Tutti questi strumenti possono essere la base per decine di esperimenti scientifici e per usarli basta scaricare delle app che permettano di raccogliere queste informazioni. Per esempio Physics Toolbox Sensor Suite (gratuito) oppure Sensor Play (a pagamento) offrono più funzioni, ma esistono app specifiche per singoli strumenti: VidAnalysis registra e traccia il movimento degli oggetti inquadrati, Galactica Luxmeter misura l’intensità luminosa, Sensor Kinetics agisce su accelerometro, magnetometro e giroscopio.
Gli esperimenti di fisica sono i più semplici da immaginare e ci sono tanti esempi in Rete che spiegano come usare al meglio i propri dispositivi. Ne danno qualche esempio INFN, INAF, o Zanichelli. Ma una bella raccolta di esempi si trova anche nel libro Scienze con gli EAS (Scholé, 2018) di Stefano Macchia e Alfonso D’Ambrosio.
EAS è una sigla che sta per Episodio di Apprendimento Situato e si riferisce a un metodo che fa ricorso in modo continuo e creativo allo smartphone nella didattica. Lo stesso principio si può applicare a tante materie diverse e infatti nel catalogo della casa editrice ci sono tanti volumi dedicati alle diverse discipline (storia, grammatica, matematica ecc).
Nel caso delle scienze naturali, gli strumenti più utili possono essere la telecamera, il registratore vocale, l’igrometro, il sensore di pressione e temperatura. Possiamo usare questi strumenti per analizzare fenomeni atmosferici, documentare processi biologici o studiare i cambiamenti ambientali nel corso di un periodo di tempo. Per esempio, può essere interessante fare un’escursione e vedere come cambiano i parametri ambientali e, di conseguenza, la flora man mano che si sale in quota. Oppure sfruttare la fotocamera e trasformare il proprio dispositivo in un microscopio: basta applicare una lente e poi si possono fotografare (e soprattutto filmare) dettagli su cui fare poi ragionamenti e analisi di ogni tipo.

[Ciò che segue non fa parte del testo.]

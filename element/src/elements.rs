//! Entry point for member resolution.

use crate::{adapter, Copier, ElementError, ElementResult, Member, MemberCache, Selector};
use reach_core::{TypeDesc, Value};
use reach_registry::Registry;
use std::sync::Arc;

/// Resolves members against one registry.
///
/// Cloning is cheap; clones share the registry and the member cache.
#[derive(Debug, Clone)]
pub struct Elements {
    registry: Arc<Registry>,
    cache: Arc<MemberCache>,
}

impl Elements {
    pub fn new(registry: Arc<Registry>) -> Self {
        Self {
            registry,
            cache: Arc::new(MemberCache::new()),
        }
    }

    pub fn registry(&self) -> &Arc<Registry> {
        &self.registry
    }

    pub fn cache(&self) -> &MemberCache {
        &self.cache
    }

    /// Start a member query.
    pub fn select(&self) -> Selector {
        Selector::new(self.clone())
    }

    /// Start a copy between two containers.
    pub fn copier(&self) -> Copier {
        Copier::new(self.clone())
    }

    /// Unbound members of a container type, in discovery order.
    ///
    /// Instance-level kinds (lists, maps, property stores, cursors) have no
    /// type-level members.
    pub fn members_of_type(&self, type_desc: &TypeDesc, deep: bool) -> ElementResult<Vec<Member>> {
        match type_desc.container_kind() {
            Some(kind) if kind.is_type_level() => Ok(self
                .cache
                .members(&self.registry, type_desc, deep)?
                .all()
                .to_vec()),
            Some(_) => Ok(Vec::new()),
            None => Err(ElementError::not_a_container(type_desc.to_string())),
        }
    }

    /// One unbound member of a container type.
    pub fn member_of_type(
        &self,
        type_desc: &TypeDesc,
        name: &str,
        deep: bool,
    ) -> ElementResult<Option<Member>> {
        match type_desc.container_kind() {
            Some(kind) if kind.is_type_level() => {
                self.cache.member(&self.registry, type_desc, name, deep)
            }
            Some(_) => Ok(adapter::type_template(type_desc, name)),
            None => Err(ElementError::not_a_container(type_desc.to_string())),
        }
    }

    /// Members of a live container, bound to it.
    pub fn members_of(&self, target: &Value, deep: bool) -> ElementResult<Vec<Member>> {
        let members = match target.container_kind() {
            Some(kind) if kind.is_type_level() => self.members_of_type(&target.type_desc(), deep)?,
            Some(_) => adapter::discover_instance(target)?,
            None => return Err(ElementError::not_a_container(target.type_name())),
        };
        Ok(members.iter().map(|m| m.bind(target)).collect())
    }

    /// One member of a live container, bound to it.
    pub fn member_of(&self, target: &Value, name: &str, deep: bool) -> ElementResult<Option<Member>> {
        let member = match target.container_kind() {
            Some(kind) if kind.is_type_level() => {
                self.member_of_type(&target.type_desc(), name, deep)?
            }
            Some(_) => adapter::find_instance(target, name)?,
            None => return Err(ElementError::not_a_container(target.type_name())),
        };
        Ok(member.map(|m| m.bind(target)))
    }
}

Tutte le esperienze di EAS rientrano nel cosiddetto sistema BYOD, sigla che sta per Bring your own device (porta il tuo dispositivo). Questa espressione, mutuata dal gergo aziendale americano, prevede l’uso della propria tecnologia personale per svolgere lavori e compiti in contesti lavorativi o scolastici. Il sistema BYOD ha sopperito (e ancora oggi può sopperire) alla carenza di dispositivi nelle scuole, anche se non né equo e può creare imbarazzo per quegli studenti con meno risorse economiche. Ma se si possono usare gli strumenti della scuola, o se si riesce a limitare le differenze, la potenza didattica di queste esperienze non ha confronti con metodi più tradizionali.
Come puoi cominciare la prossima lezione? Introduci l’uso dello smartphone in classe con una piccola lezione esplorativa nella quale fai emergere cosa sanno delle potenzialità tecnologiche dei dispositivi che studenti e studentesse hanno nello zaino.